By simulating the condition of SL in humans and establishing the sleep deprivation model in mice, we explored the impacts and mechanisms of SL on immune cells and autoimmunity. However, our study design still has several important limitations. On the one hand, our methodology of SL, especially in mice, did not consider the influence of circadian rhythm differences. The circadian system of mammals is regulated by the circadian clock, a transcriptional‐translation feedback loop composed of master clock genes. ⁶⁹ In mice, light is the most common environmental factor influencing the change of the circadian rhythm. ⁷⁰ Three rounds of sleep deprivation during our establishment of the SL model would probably disturb the balance of the circadian clock in mice. Nevertheless, in our study design, the SL mice were kept awake by forced activity induced by the intermittent rotation of slowly rotating drums programmed on a repeating cycle without changing their light condition. We believe that the impact of confounding factors during the study can be minimised. On the other hand, the size of samples included in the scRNA‐seq study is relatively small due to the high cost and peculiarity of single‐cell technologies.

4. CONCLUSIONS

In summary, we used high‐dimensional analysis to construct the first comprehensive immune cell atlas to explore the impact of SL on autoimmunity both in an EAU mouse model and in patients with AU. SL primarily affected CD4⁺ TCs and myeloid cells, and enhanced the interactions between Th17 and myeloid cell. Importantly, we revealed that SL promotes GM‐CSF secretion and the IL‐23–Th17–GM‐CSF feedback mechanism to enhance Th17 pathogenicity. Furthermore, targeted inhibition of GM‐CSF blocked EAU development, identifying GM‐CSF as a target to treat SL‐induced relapse of AU. This study provides a unique view of the immune mechanisms underlying the SL‐induced autoimmune predisposition, which could serve as a resource for future clinical research.

5. MATERIALS AND METHODS

5.1. Human subjects’ enrolment

Six healthy individuals were recruited for the sleep‐loss study (Supporting Information Table S1). The inclusionary criteria included age range from 35 to 55 years; physical and psychological health; regular sleep habits with approximately 8 h of sleep (22.00–06.00). Exclusion criteria included obesity, medication, smoking, binge drinking, excessive caffeine use (>three cups per day) and sleep or circadian disorders.

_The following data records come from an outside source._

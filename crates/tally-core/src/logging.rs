//! Logging infrastructure for Tally
//!
//! Structured logging to a daily-rolling file under `<data_dir>/logs`, with
//! an optional stdout layer for interactive runs.

use std::path::{Path, PathBuf};

use thiserror::Error;

/// Log file name prefix; the appender adds a date suffix
pub const DEFAULT_LOG_FILE: &str = "tally.log";

/// Target prefix matching every Tally crate
const LOG_TARGET: &str = "tally";

/// Errors that can occur during logger initialization
#[derive(Debug, Error)]
pub enum LoggerError {
    /// Failed to create log directory
    #[error("Failed to create log directory: {0}")]
    DirectoryCreationFailed(String),

    /// Failed to initialize the logger
    #[error("Failed to initialize logger: {0}")]
    InitializationFailed(String),

    /// Logger already initialized
    #[error("Logger has already been initialized")]
    AlreadyInitialized,

    /// IO error
    #[error("IO error: {0}")]
    Io(#[from] std::io::Error),
}

/// Log level configuration
#[derive(Debug, Clone, Copy, PartialEq, Eq, Default)]
pub enum LogLevel {
    Error,
    Warn,
    #[default]
    Info,
    Debug,
    Trace,
}

impl LogLevel {
    /// Converts to tracing's LevelFilter
    pub fn to_level_filter(self) -> tracing::level_filters::LevelFilter {
        use tracing::level_filters::LevelFilter;

        match self {
            LogLevel::Error => LevelFilter::ERROR,
            LogLevel::Warn => LevelFilter::WARN,
            LogLevel::Info => LevelFilter::INFO,
            LogLevel::Debug => LevelFilter::DEBUG,
            LogLevel::Trace => LevelFilter::TRACE,
        }
    }
}

impl std::fmt::Display for LogLevel {
    fn fmt(&self, f: &mut std::fmt::Formatter<'_>) -> std::fmt::Result {
        let name = match self {
            LogLevel::Error => "error",
            LogLevel::Warn => "warn",
            LogLevel::Info => "info",
            LogLevel::Debug => "debug",
            LogLevel::Trace => "trace",
        };
        f.write_str(name)
    }
}

impl std::str::FromStr for LogLevel {
    type Err = String;

    fn from_str(s: &str) -> Result<Self, Self::Err> {
        match s.to_lowercase().as_str() {
            "error" => Ok(LogLevel::Error),
            "warn" | "warning" => Ok(LogLevel::Warn),
            "info" => Ok(LogLevel::Info),
            "debug" => Ok(LogLevel::Debug),
            "trace" => Ok(LogLevel::Trace),
            _ => Err(format!("Unknown log level: {}", s)),
        }
    }
}

/// Configuration for the Tally logger
#[derive(Debug, Clone)]
pub struct LoggerConfig {
    /// Directory for log files
    pub log_dir: PathBuf,
    /// Log level filter, overridden by `RUST_LOG` when set
    pub level: LogLevel,
    /// Whether to also log to stdout
    pub log_to_stdout: bool,
}

impl LoggerConfig {
    pub fn new(log_dir: PathBuf) -> Self {
        Self {
            log_dir,
            level: LogLevel::Info,
            log_to_stdout: false,
        }
    }

    /// Logs into `<data_dir>/logs`
    pub fn for_data_dir(data_dir: &Path) -> Self {
        Self::new(data_dir.join("logs"))
    }

    pub fn with_level(mut self, level: LogLevel) -> Self {
        self.level = level;
        self
    }

    pub fn with_stdout(mut self, enabled: bool) -> Self {
        self.log_to_stdout = enabled;
        self
    }

    pub fn log_dir(&self) -> &Path {
        &self.log_dir
    }

    /// Path prefix of the log files (the appender adds a date suffix)
    pub fn log_file_path(&self) -> PathBuf {
        self.log_dir.join(DEFAULT_LOG_FILE)
    }

    /// `EnvFilter` directive used when `RUST_LOG` is unset
    pub fn filter_directive(&self) -> String {
        format!("{}={}", LOG_TARGET, self.level)
    }
}

/// Guard that keeps the non-blocking writer alive
///
/// Dropping it flushes pending log lines.
pub struct LoggerGuard {
    _guard: tracing_appender::non_blocking::WorkerGuard,
}

/// Initializes the Tally logger
///
/// The returned guard must be kept alive for the duration of the program.
///
/// # Errors
/// Returns `LoggerError` if the log directory cannot be created or a global
/// subscriber is already installed
///
/// # Example
/// ```ignore
/// let config = LoggerConfig::for_data_dir(&config.storage.data_dir);
/// let _guard = init_logger(config)?;
/// ```
pub fn init_logger(config: LoggerConfig) -> Result<LoggerGuard, LoggerError> {
    use std::fs;
    use tracing_subscriber::{fmt, layer::SubscriberExt, util::SubscriberInitExt, EnvFilter};

    if !config.log_dir.exists() {
        fs::create_dir_all(&config.log_dir).map_err(|e| {
            LoggerError::DirectoryCreationFailed(format!("{}: {}", config.log_dir.display(), e))
        })?;
    }

    let file_appender = tracing_appender::rolling::daily(&config.log_dir, DEFAULT_LOG_FILE);
    let (non_blocking, guard) = tracing_appender::non_blocking(file_appender);

    let env_filter = EnvFilter::try_from_default_env()
        .unwrap_or_else(|_| EnvFilter::new(config.filter_directive()));

    let file_layer = fmt::layer()
        .with_writer(non_blocking)
        .with_ansi(false)
        .with_target(true)
        .with_file(true)
        .with_line_number(true);

    let stdout_layer = config.log_to_stdout.then(|| {
        fmt::layer()
            .with_writer(std::io::stdout)
            .with_ansi(true)
            .with_target(false)
            .compact()
    });

    tracing_subscriber::registry()
        .with(env_filter)
        .with(file_layer)
        .with(stdout_layer)
        .try_init()
        .map_err(|e| LoggerError::InitializationFailed(e.to_string()))?;

    tracing::info!(
        log_dir = %config.log_dir.display(),
        level = %config.level,
        "Tally logger initialized"
    );

    Ok(LoggerGuard { _guard: guard })
}

/// Installs a stdout logger for tests; repeated calls are ignored
#[cfg(test)]
pub fn init_test_logger(level: LogLevel) {
    use tracing_subscriber::{fmt, EnvFilter};

    let _ = fmt()
        .with_env_filter(EnvFilter::new(format!("{}={}", LOG_TARGET, level)))
        .with_test_writer()
        .try_init();
}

In addition, 12 AU patients under different stages were also recruited. The AU patients were diagnosed by referring to the symptoms, vitreous and anterior chamber inflammation, according to the Nussenblat scale and Standardization of Uveitis Nomenclature Working Group. ⁷¹ AU patients in the initial stage refer to patients who have had disease onset within 1 month with obvious symptoms of uveitis. Patients with SL‐induced recurrent uveitis are defined as uveitis patients who displayed stable disease condition for more than 3 months, but appeared to have obvious relapsing symptoms including redness and pain in the eye, vision loss, anterior chamber flash and cell rating increased by two grades with or without macular oedema after 1 to 3 days of working through the night, despite excluding factors such as diet, medication and emotion. As for patients with SL‐induced recurrent uveitis, we have treated them with conventional therapy. After treatment, the patients recuperated to stability for at least 1 month, characterised by restored vision and resumed the prescription of steroids at maintenance dosage. Medical records of patients are provided in Supporting Information Table S2.

5.2. Study protocol of SL

In the screening stage, subjects were asked to stay in the laboratory of the Zhongshan Ophthalmic Centre for a habituation night to ensure their eligibility and adapt to the environment. Next, subjects were assigned to obey a strict sleep‐wake schedule (22:00‐06:00) in a fortnight by checking the sleep logs. After one habituation day (day 0), all participants have gone through two conditions (sleep regularly on day 1 and SL for 24 h on day 2). On one day 1, they slept for 8 h (22:00‐06:00) in the laboratory, and from 06:00 to 07:00, they took the 24 h periods of SL (day 2). Laboratory environmental conditions were highly controlled including ambient light and temperature. Under monitoring of research staff, subjects went outdoors at least three times in the daytime (06:00‐18:00) to parallel normal behaviour. Exercising or strenuous activities were restricted for participants. Non‐vigorous activities, like reading, watching television, browsing the internet, consuming food and drink, were permitted to be done in the given time (6:00‐22:00). To ensure wakefulness, participants were not permitted to close their eyes during day 2 under the persistent surveillance of three study staff. After completement of the study, mental states of the participants were assessed and displayed anxious and sleepy subjectively, suggesting that human did not easily habituate to SL.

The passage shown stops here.